━━━━━ Records for this task

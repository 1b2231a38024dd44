//! DRCPDU encode/decode (802.1AX-2014 9.4.3).
//!
//! Unlike the fixed LACPDU, a DRCPDU is a chain of TLVs. Each TLV is
//! prefixed by a one-octet type and a two-octet big-endian value length
//! (conversation vector TLVs exceed 255 octets). A terminator TLV of type 0
//! and length 0 ends the chain; unknown non-mandatory TLV types are skipped.

use crate::error::{PduError, PduResult};
use crate::subtype;
use bytes::{Buf, BufMut, BytesMut};
use sonic_lacp_types::{ConversationMask, MacAddress, MAX_CONVERSATION_IDS};

const VERSION: u8 = 0x01;

const TLV_TERMINATOR: u8 = 0x00;
const TLV_PORTAL_INFO: u8 = 0x01;
const TLV_PORTAL_CONFIG: u8 = 0x02;
const TLV_DRCP_STATE: u8 = 0x03;
const TLV_HOME_PORTS: u8 = 0x04;
const TLV_NEIGHBOR_PORTS: u8 = 0x05;
const TLV_NETWORK_IPL_METHOD: u8 = 0x06;
const TLV_HOME_GATEWAY_VECTOR: u8 = 0x07;
const TLV_GATEWAY_CONVERSATION: u8 = 0x08;
const TLV_PORT_CONVERSATION: u8 = 0x09;

const PORTAL_INFO_LEN: usize = 16;
const PORTAL_CONFIG_LEN: usize = 43;
const VECTOR_LEN: usize = MAX_CONVERSATION_IDS / 8;

/// Gateway algorithm identifier for VID (C-VID) based conversation ids:
/// the IEEE 802.1 OUI followed by algorithm 1.
pub const GATEWAY_ALGORITHM_VID: u32 = 0x0080_c201;

/// Port algorithm identifier for VID based distribution.
pub const PORT_ALGORITHM_VID: u32 = 0x0080_c201;

/// The DRCP state byte exchanged between portal systems.
#[derive(Debug, Clone, Copy, Default, PartialEq, Eq)]
pub struct DrcpState(u8);

impl DrcpState {
    pub const HOME_GATEWAY: u8 = 0x01;
    pub const NEIGHBOR_GATEWAY: u8 = 0x02;
    pub const OTHER_GATEWAY: u8 = 0x04;
    pub const IPP_ACTIVITY: u8 = 0x08;
    pub const TIMEOUT: u8 = 0x10;
    pub const GATEWAY_SYNC: u8 = 0x20;
    pub const PORT_SYNC: u8 = 0x40;
    pub const EXPIRED: u8 = 0x80;

    pub const fn new(bits: u8) -> Self {
        DrcpState(bits)
    }

    pub const fn bits(&self) -> u8 {
        self.0
    }

    pub const fn is_set(&self, bit: u8) -> bool {
        self.0 & bit != 0
    }

    pub fn assign(&mut self, bit: u8, value: bool) {
        if value {
            self.0 |= bit;
        } else {
            self.0 &= !bit;
        }
    }

    /// True means the sender runs the short (fast) DRCP timeout.
    pub const fn short_timeout(&self) -> bool {
        self.is_set(Self::TIMEOUT)
    }

    pub const fn gateway_sync(&self) -> bool {
        self.is_set(Self::GATEWAY_SYNC)
    }

    pub const fn port_sync(&self) -> bool {
        self.is_set(Self::PORT_SYNC)
    }

    pub const fn expired(&self) -> bool {
        self.is_set(Self::EXPIRED)
    }
}

/// Portal Information TLV: who the sending portal system believes the
/// portal to be.
#[derive(Debug, Clone, Copy, Default, PartialEq, Eq)]
pub struct PortalInfo {
    pub aggregator_priority: u16,
    pub aggregator_id: MacAddress,
    pub portal_priority: u16,
    pub portal_addr: MacAddress,
}

/// Topology bits carried in the Portal Configuration TLV.
#[derive(Debug, Clone, Copy, Default, PartialEq, Eq)]
pub struct TopologyState(u8);

impl TopologyState {
    const SYSTEM_NUMBER_MASK: u8 = 0x03;
    const THREE_SYSTEM: u8 = 0x04;
    const COMMON_METHODS: u8 = 0x08;

    pub fn new(system_number: u8, three_system: bool, common_methods: bool) -> Self {
        let mut bits = system_number & Self::SYSTEM_NUMBER_MASK;
        if three_system {
            bits |= Self::THREE_SYSTEM;
        }
        if common_methods {
            bits |= Self::COMMON_METHODS;
        }
        TopologyState(bits)
    }

    pub const fn bits(&self) -> u8 {
        self.0
    }

    /// Portal system number of the sender, 1..=3.
    pub const fn system_number(&self) -> u8 {
        self.0 & Self::SYSTEM_NUMBER_MASK
    }

    pub const fn three_system(&self) -> bool {
        self.0 & Self::THREE_SYSTEM != 0
    }

    pub const fn common_methods(&self) -> bool {
        self.0 & Self::COMMON_METHODS != 0
    }
}

/// Portal Configuration TLV: the sender's operational keys, algorithms and
/// conversation digests.
#[derive(Debug, Clone, Copy, PartialEq, Eq)]
pub struct PortalConfigInfo {
    pub topology_state: TopologyState,
    pub oper_aggregator_key: u16,
    pub port_algorithm: u32,
    pub gateway_algorithm: u32,
    pub port_digest: [u8; 16],
    pub gateway_digest: [u8; 16],
}

impl Default for PortalConfigInfo {
    fn default() -> Self {
        PortalConfigInfo {
            topology_state: TopologyState::default(),
            oper_aggregator_key: 0,
            port_algorithm: PORT_ALGORITHM_VID,
            gateway_algorithm: GATEWAY_ALGORITHM_VID,
            port_digest: [0; 16],
            gateway_digest: [0; 16],
        }
    }
}

/// Home or Neighbor Ports Information TLV.
#[derive(Debug, Clone, Default, PartialEq, Eq)]
pub struct PortsInfo {
    pub admin_aggregator_key: u16,
    pub oper_partner_aggregator_key: u16,
    /// Port numbers of the sender's active aggregation links.
    pub active_ports: Vec<u32>,
}

/// Home Gateway Vector TLV: the sender's gateway claim plus its sequence
/// number in the gateway vector database.
#[derive(Debug, Clone, Copy, PartialEq, Eq)]
pub struct GatewayVectorTlv {
    pub sequence: u32,
    pub vector: ConversationMask,
}

/// A decoded DRCPDU.
#[derive(Debug, Clone, PartialEq, Eq)]
pub struct DrcpPdu {
    pub portal_info: PortalInfo,
    pub portal_config: PortalConfigInfo,
    pub state: DrcpState,
    pub home_ports: PortsInfo,
    pub neighbor_ports: Option<PortsInfo>,
    pub network_ipl_method: Option<u32>,
    pub home_gateway_vector: Option<GatewayVectorTlv>,
    pub gateway_conversation: Option<ConversationMask>,
    pub port_conversation: Option<ConversationMask>,
}

impl Default for DrcpPdu {
    fn default() -> Self {
        DrcpPdu {
            portal_info: PortalInfo::default(),
            portal_config: PortalConfigInfo::default(),
            state: DrcpState::default(),
            home_ports: PortsInfo::default(),
            neighbor_ports: None,
            network_ipl_method: None,
            home_gateway_vector: None,
            gateway_conversation: None,
            port_conversation: None,
        }
    }
}

impl DrcpPdu {
    pub fn encode(&self, buf: &mut BytesMut) {
        buf.put_u8(subtype::DRCP);
        buf.put_u8(VERSION);

        Self::tlv_header(buf, TLV_PORTAL_INFO, PORTAL_INFO_LEN);
        buf.put_u16(self.portal_info.aggregator_priority);
        buf.put_slice(&self.portal_info.aggregator_id.octets());
        buf.put_u16(self.portal_info.portal_priority);
        buf.put_slice(&self.portal_info.portal_addr.octets());

        Self::tlv_header(buf, TLV_PORTAL_CONFIG, PORTAL_CONFIG_LEN);
        buf.put_u8(self.portal_config.topology_state.bits());
        buf.put_u16(self.portal_config.oper_aggregator_key);
        buf.put_u32(self.portal_config.port_algorithm);
        buf.put_u32(self.portal_config.gateway_algorithm);
        buf.put_slice(&self.portal_config.port_digest);
        buf.put_slice(&self.portal_config.gateway_digest);

        Self::tlv_header(buf, TLV_DRCP_STATE, 1);
        buf.put_u8(self.state.bits());

        Self::put_ports(buf, TLV_HOME_PORTS, &self.home_ports);
        if let Some(ref neighbor) = self.neighbor_ports {
            Self::put_ports(buf, TLV_NEIGHBOR_PORTS, neighbor);
        }
        if let Some(method) = self.network_ipl_method {
            Self::tlv_header(buf, TLV_NETWORK_IPL_METHOD, 4);
            buf.put_u32(method);
        }
        if let Some(ref gv) = self.home_gateway_vector {
            Self::tlv_header(buf, TLV_HOME_GATEWAY_VECTOR, 4 + VECTOR_LEN);
            buf.put_u32(gv.sequence);
            buf.put_slice(gv.vector.octets());
        }
        if let Some(ref mask) = self.gateway_conversation {
            Self::tlv_header(buf, TLV_GATEWAY_CONVERSATION, VECTOR_LEN);
            buf.put_slice(mask.octets());
        }
        if let Some(ref mask) = self.port_conversation {
            Self::tlv_header(buf, TLV_PORT_CONVERSATION, VECTOR_LEN);
            buf.put_slice(mask.octets());
        }

        Self::tlv_header(buf, TLV_TERMINATOR, 0);
    }

    fn tlv_header(buf: &mut BytesMut, tlv_type: u8, len: usize) {
        buf.put_u8(tlv_type);
        buf.put_u16(len as u16);
    }

    fn put_ports(buf: &mut BytesMut, tlv_type: u8, ports: &PortsInfo) {
        Self::tlv_header(buf, tlv_type, 4 + 4 * ports.active_ports.len());
        buf.put_u16(ports.admin_aggregator_key);
        buf.put_u16(ports.oper_partner_aggregator_key);
        for port in &ports.active_ports {
            buf.put_u32(*port);
        }
    }

    pub fn decode(mut body: &[u8]) -> PduResult<DrcpPdu> {
        if body.len() < 2 {
            return Err(PduError::BadLength {
                expected: 2,
                actual: body.len(),
            });
        }
        let st = body.get_u8();
        if st != subtype::DRCP {
            return Err(PduError::BadSubtype(st));
        }
        let version = body.get_u8();
        if version != VERSION {
            return Err(PduError::BadVersion(version));
        }

        let mut portal_info = None;
        let mut portal_config = None;
        let mut state = None;
        let mut home_ports = None;
        let mut pdu = DrcpPdu::default();

        loop {
            if body.remaining() < 1 {
                return Err(PduError::MissingTlv(TLV_TERMINATOR));
            }
            let tlv_type = body.get_u8();
            if tlv_type == TLV_TERMINATOR {
                break;
            }
            if body.remaining() < 2 {
                return Err(PduError::TruncatedTlv { tlv_type, wanted: 2 });
            }
            let len = body.get_u16() as usize;
            if body.remaining() < len {
                return Err(PduError::TruncatedTlv {
                    tlv_type,
                    wanted: len - body.remaining(),
                });
            }
            let (mut value, rest) = body.split_at(len);
            body = rest;

            match tlv_type {
                TLV_PORTAL_INFO => {
                    Self::check_len(tlv_type, len, PORTAL_INFO_LEN)?;
                    portal_info = Some(PortalInfo {
                        aggregator_priority: value.get_u16(),
                        aggregator_id: Self::get_mac(&mut value),
                        portal_priority: value.get_u16(),
                        portal_addr: Self::get_mac(&mut value),
                    });
                }
                TLV_PORTAL_CONFIG => {
                    Self::check_len(tlv_type, len, PORTAL_CONFIG_LEN)?;
                    let topology_state = TopologyState(value.get_u8());
                    let oper_aggregator_key = value.get_u16();
                    let port_algorithm = value.get_u32();
                    let gateway_algorithm = value.get_u32();
                    let mut port_digest = [0u8; 16];
                    value.copy_to_slice(&mut port_digest);
                    let mut gateway_digest = [0u8; 16];
                    value.copy_to_slice(&mut gateway_digest);
                    portal_config = Some(PortalConfigInfo {
                        topology_state,
                        oper_aggregator_key,
                        port_algorithm,
                        gateway_algorithm,
                        port_digest,
                        gateway_digest,
                    });
                }
                TLV_DRCP_STATE => {
                    Self::check_len(tlv_type, len, 1)?;
                    state = Some(DrcpState::new(value.get_u8()));
                }
                TLV_HOME_PORTS => {
                    home_ports = Some(Self::get_ports(tlv_type, len, &mut value)?);
                }
                TLV_NEIGHBOR_PORTS => {
                    pdu.neighbor_ports = Some(Self::get_ports(tlv_type, len, &mut value)?);
                }
                TLV_NETWORK_IPL_METHOD => {
                    Self::check_len(tlv_type, len, 4)?;
                    pdu.network_ipl_method = Some(value.get_u32());
                }
                TLV_HOME_GATEWAY_VECTOR => {
                    Self::check_len(tlv_type, len, 4 + VECTOR_LEN)?;
                    let sequence = value.get_u32();
                    pdu.home_gateway_vector = Some(GatewayVectorTlv {
                        sequence,
                        vector: Self::get_mask(&mut value),
                    });
                }
                TLV_GATEWAY_CONVERSATION => {
                    Self::check_len(tlv_type, len, VECTOR_LEN)?;
                    pdu.gateway_conversation = Some(Self::get_mask(&mut value));
                }
                TLV_PORT_CONVERSATION => {
                    Self::check_len(tlv_type, len, VECTOR_LEN)?;
                    pdu.port_conversation = Some(Self::get_mask(&mut value));
                }
                // forward compatibility: skip TLVs we do not know
                _ => {}
            }
        }

        pdu.portal_info = portal_info.ok_or(PduError::MissingTlv(TLV_PORTAL_INFO))?;
        pdu.portal_config = portal_config.ok_or(PduError::MissingTlv(TLV_PORTAL_CONFIG))?;
        pdu.state = state.ok_or(PduError::MissingTlv(TLV_DRCP_STATE))?;
        pdu.home_ports = home_ports.ok_or(PduError::MissingTlv(TLV_HOME_PORTS))?;
        Ok(pdu)
    }

    fn check_len(tlv_type: u8, len: usize, expected: usize) -> PduResult<()> {
        if len != expected {
            return Err(PduError::BadTlvLength {
                tlv_type,
                length: len,
            });
        }
        Ok(())
    }

    fn get_mac(value: &mut &[u8]) -> MacAddress {
        let mut mac = [0u8; 6];
        value.copy_to_slice(&mut mac);
        MacAddress::new(mac)
    }

    fn get_mask(value: &mut &[u8]) -> ConversationMask {
        let mut octets = [0u8; VECTOR_LEN];
        value.copy_to_slice(&mut octets);
        ConversationMask::from_octets(octets)
    }

    fn get_ports(tlv_type: u8, len: usize, value: &mut &[u8]) -> PduResult<PortsInfo> {
        if len < 4 || (len - 4) % 4 != 0 {
            return Err(PduError::BadTlvLength {
                tlv_type,
                length: len,
            });
        }
        let admin_aggregator_key = value.get_u16();
        let oper_partner_aggregator_key = value.get_u16();
        let count = (len - 4) / 4;
        let mut active_ports = Vec::with_capacity(count);
        for _ in 0..count {
            active_ports.push(value.get_u32());
        }
        Ok(PortsInfo {
            admin_aggregator_key,
            oper_partner_aggregator_key,
            active_ports,
        })
    }
}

━━━━━━━━━━

■ **Problem description**: Select all lines with the word "PortalConfigInfo" from the entries above.

■ **Response area**:
pub struct PortalConfigInfo {
impl Default for PortalConfigInfo {
        PortalConfigInfo {
    pub portal_config: PortalConfigInfo,
            portal_config: PortalConfigInfo::default(),
                    portal_config = Some(PortalConfigInfo {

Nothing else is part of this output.